La montagna, l’andare per sentieri, creste e vette, è “dentro” o “fuori” alla società in cui viviamo? Una discussione in costante evoluzione su molteplici sentieri, vie traverse e deviazioni, cresciuta all’ombra del nostro Manifesto e aperta a sviluppi…
Yamunin: Si va in montagna non per sfuggire alle contraddizioni della vita quotidiana, ma per tornare con “nuove armi” concettuali, narrative, pratiche con cui poterle affrontare. Ricordo che WM1 in uno scambio mi rinfrescò la memoria citando: «È possibile che io fugga, ma durante la mia fuga sto cercando un’arma.»(George Jackson, citato da Deleuze & Guattari in Millepiani).
Un’altra citazione importante per me è «Le linee di fuga non consistono mai nel fuggire il mondo, ma piuttosto nel farlo fuggire, come si fora un tubo.» Ora io credo che il modo di camminare che stiamo sperimentando e il tipo di narrazione che stiamo provando a fare sia questa foratura.
Ancor di più andando in montagna è il ritorno, con tutto ciò che comporta, uno dei punti cruciali.
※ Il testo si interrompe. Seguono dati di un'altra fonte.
pub mod serial;
#[cfg(feature = "simulator")]
pub mod simulator;

use core::fmt;

use heapless::Vec;

use crate::protocol::MAX_FRAME_SIZE;

/// 端口序号，0 固定为上行口
pub type PortIndex = usize;

/// 硬件抽象层错误
#[derive(Debug, Clone, Copy, PartialEq, Eq)]
#[cfg_attr(feature = "defmt", derive(defmt::Format))]
pub enum HalError {
    /// 端口仍有未完成的发送
    Busy,
    InvalidPort,
    SendFailed,
    RecvFailed,
    /// 继电器序号不存在
    InvalidRelay,
}

impl fmt::Display for HalError {
    fn fmt(&self, f: &mut fmt::Formatter<'_>) -> fmt::Result {
        let msg = match self {
            Self::Busy => "port busy",
            Self::InvalidPort => "invalid port",
            Self::SendFailed => "send failed",
            Self::RecvFailed => "receive failed",
            Self::InvalidRelay => "invalid relay",
        };
        f.write_str(msg)
    }
}

/// 串口字节传输接口
///
/// 两个操作都只是“发起”，完成情况通过 [`TransportEvent`] 回到引擎。
pub trait Transport {
    /// 在 `port` 上发起恰好 `len` 字节的接收，替换该端口上未完成的接收
    fn start_receive(&mut self, port: PortIndex, len: usize) -> Result<(), HalError>;

    /// 在 `port` 上发起发送；实现负责在返回前接管 `bytes`
    fn start_send(&mut self, port: PortIndex, bytes: &[u8]) -> Result<(), HalError>;
}

/// 中断上下文产生的事件
#[derive(Debug, Clone, PartialEq, Eq)]
pub enum TransportEvent {
    /// 接收完成，携带本次请求的全部字节
    ReceiveComplete {
        port: PortIndex,
        data: Vec<u8, MAX_FRAME_SIZE>,
    },
    SendComplete {
        port: PortIndex,
    },
    ReceiveTimeout {
        port: PortIndex,
    },
}

/// 硬件抽象层接口
pub trait Hardware {
    type Transport: Transport;

    /// 获取本设备UID
    fn device_uid(&self) -> u32;

    /// 获取串口传输接口
    fn transport(&mut self) -> &mut Self::Transport;

    /// 断开继电器
    fn relay_open(&mut self, index: u8) -> Result<(), HalError>;

    /// 闭合继电器
    fn relay_close(&mut self, index: u8) -> Result<(), HalError>;

    /// 继电器是否处于断开状态
    fn relay_is_open(&self, index: u8) -> bool;

    /// 水浸传感器状态
    fn sensor_state(&self) -> u16;

    /// 电池电压 (mV)
    fn battery_voltage(&self) -> u16;
}
pub mod device_directory;

pub use device_directory::{DeviceDirectory, DirectoryError};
Un po’ come il viaggio per mare. C’è modo e modo di partire e modo e modo di tornare. Anche un ritorno eccessivamente triste, per la cima ormai raggiunta ecc ecc, può essere pericoloso.
Diserzione: Ho particolarmente apprezzato un articolo di Motti, credo uno degli ultimi: Arrampicare a Caprie, nel quale partendo dai tipi di pareti presenti a Caprie e Foresto (Val di Susa), e dai modi in cui (non) sono state attrezzate, collega diversi modi di intendere l’alpinismo (non in maniera meccanicamente allegorica, è un po’ più complesso). È un articolo densissimo, tocca molte questioni che credo ci riguardino: la spiritualità, l’irriducibilità dell’alpinismo allo sport, il senso del rischio, i rimossi della paura e della morte da parte della società contemporanea, l’ «essere nella storia come la componente più affascinante di tutto l’agire in montagna» : questa frase in particolare mi sembra molto affine al discorso dell’AM. Lo trovo molto interessante, anzi oserei dire necessario, e a tratti pure pericoloso, non privo di passaggi esposti su strapiombi tossici.
LoFi: Per me la montagna è e rimane un fuori… quando la società irrompe in montagna si crea il fenomeno “codasso de mone” come sul Triglav e non è più montagna o meglio è montagna sovrantropizzata, non rispettata. Il conflitto portato in montagna mi fa venire in mente la mina del Castelletto sulle Tofane. Morte e distruzione inutili, montagne e corpi sventrati dalla stupidità del potere umano.
Secondo me la montagna rimane sempre fuori, per me era un fuori per i partigiani che in quel fuori potevano nascondersi, sfuggire all’identificazione e alla cattura e organizzare le controffensive e le imboscate… fuori lo era per Felice Benuzzi, il fuori dal campo di prigionia ovviamente, ma anche il fuori che gli permetteva di scoprire l’illusorietà del mito dell’azione concentrata… Le montagne rimangono un fuori dalle patrie che cercano – invano – di trasformarle in simboli, incubando il germe dell’identificazione fra natura e cultura, madre di razzismi e sopraffazioni bestiali…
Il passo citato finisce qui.